The Purchase Order lead time is indicated in Exhibit C. Buyer may
cancel, in whole or in part, purchase orders prior to the agreed
delivery date subject to a minimum prior written notice to
Supplier as mentioned in Exhibit C [*].
Buyer may reschedule, in whole or in part, a Purchase Order prior
to the agreed delivery date subject to a minimum prior written
notice to Supplier as mentioned in Exhibit C [*].
2. Custom Products
Buyer will provide Supplier with non-binding, six (6) month
rolling forecasts, updated on a monthly basis. Such forecast
shall represent a good faith expectation of Buyer's anticipated
needs and will be used by Supplier for manufacturing planning
purposes. The first weeks of any such forecast corresponding to
the manufacturing lead-time (as specified in Exhibit C) shall be
a binding commitment of Buyer to purchase (hereinafter referred
to as the "Demand Plan").
- The Purchase Order lead-time is indicated in Exhibit C.
- Buyer may cancel - in whole or in part - Purchases Order or a
Demand Plan, prior to the agreed delivery date subject to a
minimum prior written notice to Supplier as mentioned in
Exhibit C [*] except as provided in Exhibit C.

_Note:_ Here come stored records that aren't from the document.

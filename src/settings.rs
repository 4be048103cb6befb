//! Game settings and tunables
//!
//! Persisted as JSON in LocalStorage.

use serde::{Deserialize, Serialize};

use crate::consts::{ANIMATION_SPEED, BORDER_INSET, SPRITESHEET_URL, STICK_SPEED};

/// Game settings/preferences
#[derive(Debug, Clone, PartialEq, Serialize, Deserialize)]
#[serde(default)]
pub struct Settings {
    // === Movement ===
    /// Velocity per pixel of stick deflection
    pub stick_speed: f32,
    /// Distance kept between the player and the viewport edge
    pub border_inset: f32,

    // === Presentation ===
    /// Walk-cycle frames advanced per display frame
    pub animation_speed: f32,
    /// Clear colour as 0xRRGGBB
    pub background_color: u32,
    /// Sprite-sheet descriptor to load
    pub spritesheet_url: String,

    // === Diagnostics ===
    /// Log every touch event
    pub debug_logging: bool,
}

impl Default for Settings {
    fn default() -> Self {
        Self {
            stick_speed: STICK_SPEED,
            border_inset: BORDER_INSET,

            animation_speed: ANIMATION_SPEED,
            background_color: 0xffffff,
            spritesheet_url: SPRITESHEET_URL.to_string(),

            debug_logging: false,
        }
    }
}

impl Settings {
    /// Log level the platform logger should use
    pub fn log_level(&self) -> log::Level {
        if self.debug_logging {
            log::Level::Debug
        } else {
            log::Level::Info
        }
    }

    /// Background colour as RGB components in 0..=1
    pub fn background_rgb(&self) -> [f64; 3] {
        let c = self.background_color;
        [
            ((c >> 16) & 0xff) as f64 / 255.0,
            ((c >> 8) & 0xff) as f64 / 255.0,
            (c & 0xff) as f64 / 255.0,
        ]
    }

    /// Parse settings JSON, falling back to defaults for missing fields
    pub fn from_json(json: &str) -> Option<Self> {
        match serde_json::from_str(json) {
            Ok(settings) => Some(settings),
            Err(e) => {
                log::warn!("Ignoring stored settings: {}", e);
                None
            }
        }
    }

    pub fn to_json(&self) -> Option<String> {
        serde_json::to_string(self).ok()
    }

    /// LocalStorage key (used only in wasm32)
    #[allow(dead_code)]
    const STORAGE_KEY: &'static str = "touch_stick_settings";

    /// Load settings from LocalStorage (WASM only)
    #[cfg(target_arch = "wasm32")]
    pub fn load() -> Self {
        let storage = web_sys::window()
            .and_then(|w| w.local_storage().ok())
            .flatten();

        if let Some(storage) = storage {
            if let Ok(Some(json)) = storage.get_item(Self::STORAGE_KEY) {
                if let Some(settings) = Self::from_json(&json) {
                    log::info!("Loaded settings from LocalStorage");
                    return settings;
                }
            }
        }

        log::info!("Using default settings");
        Self::default()
    }

    /// Save settings to LocalStorage (WASM only)
    #[cfg(target_arch = "wasm32")]
    pub fn save(&self) {
        let storage = web_sys::window()
            .and_then(|w| w.local_storage().ok())
            .flatten();

        if let Some(storage) = storage {
            if let Some(json) = self.to_json() {
                let _ = storage.set_item(Self::STORAGE_KEY, &json);
                log::info!("Settings saved");
            }
        }
    }

    /// Native stubs
    #[cfg(not(target_arch = "wasm32"))]
    pub fn load() -> Self {
        Self::default()
    }

    #[cfg(not(target_arch = "wasm32"))]
    pub fn save(&self) {
        // No-op for native
    }
}

#[cfg(test)]
mod tests {
    use super::*;

    #[test]
    fn test_defaults() {
        let settings = Settings::default();
        assert_eq!(settings.stick_speed, 0.02);
        assert_eq!(settings.border_inset, 5.0);
        assert_eq!(settings.animation_speed, 0.3);
        assert_eq!(settings.background_rgb(), [1.0, 1.0, 1.0]);
        assert_eq!(settings.log_level(), log::Level::Info);
    }

    #[test]
    fn test_partial_json_keeps_defaults() {
        let settings = Settings::from_json(r#"{"stick_speed": 0.05}"#).unwrap();
        assert_eq!(settings.stick_speed, 0.05);
        assert_eq!(settings.border_inset, 5.0);
        assert_eq!(settings.spritesheet_url, "images/spritesheet.json");
    }

    #[test]
    fn test_saved_json_reloads() {
        let settings = Settings {
            stick_speed: 0.04,
            background_color: 0x102030,
            debug_logging: true,
            ..Settings::default()
        };
        let json = settings.to_json().unwrap();
        assert_eq!(Settings::from_json(&json), Some(settings));
    }

    #[test]
    fn test_bad_json_rejected() {
        assert!(Settings::from_json("not json").is_none());
    }
}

- Buyer may reschedule - in whole or in part - a Purchase Order
or a Demand Plan prior to the agreed delivery date subject to
a minimum prior written notice to Supplier as mentioned in
Exhibit C [*] except as provided in Exhibit C.
[*] Certain information on this page has been omitted and filed separately with
the Commission. Confidential treatment has been requested with respect to the
omitted portions.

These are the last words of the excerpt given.